Me debatí para liberarme. Mi resistencia debió enojarlo, porque me oprimió hacia abajo tan pronto me solté.
-No olvides que todavía me debes. Ahora no puedes darme ninguna de tus acciones. Puedo enviar a prisión a Abril si me da la gana.
-La lesión de tu cabeza ya casi sanó. Han pasado tres días y no has hecho un reporte policial. ¿De veras crees que vas a salirte con la tuya si lo haces ahora?
—No sabía que tenías una lengua tan afilada. ¿Es porque tu novio ya regresó? ¿Te hiciste más bonita y aprendiste a contestarme? -Me apretó contra el asiento y enganchó con un dedo el tirante de la blusa de seda que llevaba bajo el abrigo-. ¿Alguna vez lo hiciste en un carro? He oído que es muy divertido...

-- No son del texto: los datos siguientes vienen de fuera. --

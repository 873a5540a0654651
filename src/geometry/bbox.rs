// SPDX-License-Identifier: Apache-2.0
// Copyright (c) 2025 Polyframe Inc.

//! Bounding box utilities

use super::Vertex;
use nalgebra::{Point2, Point3, Vector3};
use serde::{Deserialize, Serialize};

/// Axis-aligned bounding box
#[derive(Debug, Clone, Copy, PartialEq, Serialize, Deserialize)]
pub struct BoundingBox {
    pub min: Point3<f64>,
    pub max: Point3<f64>,
}

impl BoundingBox {
    pub fn empty() -> Self {
        Self {
            min: Point3::new(f64::INFINITY, f64::INFINITY, f64::INFINITY),
            max: Point3::new(f64::NEG_INFINITY, f64::NEG_INFINITY, f64::NEG_INFINITY),
        }
    }

    pub fn from_vertices(vertices: &[Vertex]) -> Self {
        Self::from_points(vertices.iter().map(|v| &v.position))
    }

    pub fn from_points<'a>(points: impl IntoIterator<Item = &'a Point3<f64>>) -> Self {
        let mut bbox = Self::empty();
        for point in points {
            bbox.expand_to_include(point);
        }
        bbox
    }

    /// True until at least one point has been included
    pub fn is_empty(&self) -> bool {
        self.min.x > self.max.x
    }

    pub fn expand_to_include(&mut self, point: &Point3<f64>) {
        self.min.x = self.min.x.min(point.x);
        self.min.y = self.min.y.min(point.y);
        self.min.z = self.min.z.min(point.z);

        self.max.x = self.max.x.max(point.x);
        self.max.y = self.max.y.max(point.y);
        self.max.z = self.max.z.max(point.z);
    }

    pub fn center(&self) -> Point3<f64> {
        nalgebra::center(&self.min, &self.max)
    }

    /// Midpoint of the XY extent
    pub fn center_xy(&self) -> Point2<f64> {
        let c = self.center();
        Point2::new(c.x, c.y)
    }

    pub fn size(&self) -> Vector3<f64> {
        self.max - self.min
    }
}

#[cfg(test)]
mod tests {
    use super::*;

    #[test]
    fn test_bounding_box() {
        let mut bbox = BoundingBox::empty();
        assert!(bbox.is_empty());
        bbox.expand_to_include(&Point3::new(1.0, 2.0, 3.0));
        bbox.expand_to_include(&Point3::new(-1.0, -2.0, -3.0));

        assert!(!bbox.is_empty());
        assert_eq!(bbox.min, Point3::new(-1.0, -2.0, -3.0));
        assert_eq!(bbox.max, Point3::new(1.0, 2.0, 3.0));
        assert_eq!(bbox.center(), Point3::new(0.0, 0.0, 0.0));
        assert_eq!(bbox.center_xy(), Point2::new(0.0, 0.0));
        assert_eq!(bbox.size(), Vector3::new(2.0, 4.0, 6.0));
    }
}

-Roberto, deja de jugar -dije tratando de liberarme-. ¿Estás en celo o qué? ¿Por qué siempre te pones así?
—Eres mi esposa. Es legal que tenga sexo contigo cuando me dé la gana. -Me sostuvo con las piernas mientras se quitaba la chaqueta y se aflojaba la corbata, tirando de ella con tanta fuerza que podría haberse estrangulado. Se desnudó en cuestión de segundos y comenzó a tirar de mi ropa.
No iba a dejarme someter esta vez. Sobre mi cadáver. Acababa de ver a Andrés y no iba a pasar de abrazarlo, a hacerlo en el carro con este animal. No era tan fuerte, grande o pervertida como él. ¿Qué podía hacer? De pronto recordé la herida de su cabeza. Eché mi mano hacia delante y le di un fuerte coscorrón.